### EXERCISE INSTRUCTIONS:
Give the number of lines in the data that contain "crate", and nothing more.

### RAW DATA:
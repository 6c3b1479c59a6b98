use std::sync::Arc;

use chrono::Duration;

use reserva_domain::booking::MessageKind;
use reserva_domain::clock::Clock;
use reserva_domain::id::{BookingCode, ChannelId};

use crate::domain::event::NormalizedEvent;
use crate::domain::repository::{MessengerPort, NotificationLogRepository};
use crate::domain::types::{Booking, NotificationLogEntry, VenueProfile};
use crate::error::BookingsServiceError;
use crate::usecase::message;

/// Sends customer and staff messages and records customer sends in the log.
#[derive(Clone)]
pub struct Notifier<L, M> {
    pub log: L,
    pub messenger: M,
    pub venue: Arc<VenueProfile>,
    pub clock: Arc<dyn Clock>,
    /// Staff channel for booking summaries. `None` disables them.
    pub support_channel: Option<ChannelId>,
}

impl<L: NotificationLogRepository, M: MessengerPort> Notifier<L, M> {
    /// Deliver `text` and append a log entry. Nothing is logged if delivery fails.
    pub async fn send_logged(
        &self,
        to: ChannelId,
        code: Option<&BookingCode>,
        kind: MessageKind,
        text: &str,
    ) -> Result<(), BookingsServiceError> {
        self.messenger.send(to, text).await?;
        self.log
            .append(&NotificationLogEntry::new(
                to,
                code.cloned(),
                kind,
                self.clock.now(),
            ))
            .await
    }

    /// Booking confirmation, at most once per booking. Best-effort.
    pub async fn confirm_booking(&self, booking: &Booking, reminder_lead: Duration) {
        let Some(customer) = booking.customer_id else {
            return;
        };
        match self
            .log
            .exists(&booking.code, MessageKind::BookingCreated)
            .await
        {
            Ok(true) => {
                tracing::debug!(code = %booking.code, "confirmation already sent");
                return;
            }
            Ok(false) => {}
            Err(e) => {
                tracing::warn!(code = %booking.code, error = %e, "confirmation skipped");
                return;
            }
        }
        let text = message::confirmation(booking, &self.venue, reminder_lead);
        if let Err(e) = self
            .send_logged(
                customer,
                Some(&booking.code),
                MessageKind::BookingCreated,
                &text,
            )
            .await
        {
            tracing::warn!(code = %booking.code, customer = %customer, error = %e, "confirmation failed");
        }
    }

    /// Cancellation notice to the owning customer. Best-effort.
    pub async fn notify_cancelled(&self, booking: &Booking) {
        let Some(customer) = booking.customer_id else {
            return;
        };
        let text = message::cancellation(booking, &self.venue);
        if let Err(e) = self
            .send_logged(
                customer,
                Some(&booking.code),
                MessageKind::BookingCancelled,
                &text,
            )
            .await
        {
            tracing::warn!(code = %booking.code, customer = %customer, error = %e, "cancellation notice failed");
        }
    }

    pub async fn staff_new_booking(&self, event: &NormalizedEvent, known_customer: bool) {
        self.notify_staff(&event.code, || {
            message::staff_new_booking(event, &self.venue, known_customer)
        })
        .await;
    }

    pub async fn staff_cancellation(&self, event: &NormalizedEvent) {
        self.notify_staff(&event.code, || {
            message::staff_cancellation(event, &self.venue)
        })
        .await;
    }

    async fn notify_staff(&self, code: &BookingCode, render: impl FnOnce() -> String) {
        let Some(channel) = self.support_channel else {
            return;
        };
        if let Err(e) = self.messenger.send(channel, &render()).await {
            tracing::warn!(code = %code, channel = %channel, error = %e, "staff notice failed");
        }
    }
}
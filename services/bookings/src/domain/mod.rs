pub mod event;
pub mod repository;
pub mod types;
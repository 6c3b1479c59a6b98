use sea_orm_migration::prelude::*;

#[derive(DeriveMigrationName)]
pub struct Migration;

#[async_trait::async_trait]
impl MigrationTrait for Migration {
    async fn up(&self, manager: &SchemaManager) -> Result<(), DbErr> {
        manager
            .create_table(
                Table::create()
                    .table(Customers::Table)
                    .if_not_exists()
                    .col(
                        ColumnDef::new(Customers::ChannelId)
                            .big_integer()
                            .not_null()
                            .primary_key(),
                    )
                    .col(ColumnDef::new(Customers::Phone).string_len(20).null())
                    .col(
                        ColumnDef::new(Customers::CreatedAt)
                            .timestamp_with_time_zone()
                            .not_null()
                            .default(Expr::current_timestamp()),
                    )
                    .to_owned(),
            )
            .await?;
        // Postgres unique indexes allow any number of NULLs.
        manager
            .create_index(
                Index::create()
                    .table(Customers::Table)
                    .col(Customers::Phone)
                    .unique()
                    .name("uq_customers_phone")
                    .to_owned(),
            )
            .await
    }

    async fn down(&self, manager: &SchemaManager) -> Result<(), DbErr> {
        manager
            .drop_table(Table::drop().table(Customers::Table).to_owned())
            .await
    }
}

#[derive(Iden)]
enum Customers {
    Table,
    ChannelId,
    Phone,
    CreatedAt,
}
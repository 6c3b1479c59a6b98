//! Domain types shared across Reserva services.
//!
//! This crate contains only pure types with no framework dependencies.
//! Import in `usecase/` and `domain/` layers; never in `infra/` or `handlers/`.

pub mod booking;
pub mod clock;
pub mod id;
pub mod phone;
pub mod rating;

### RESPONSE TO THE EXERCISE:
6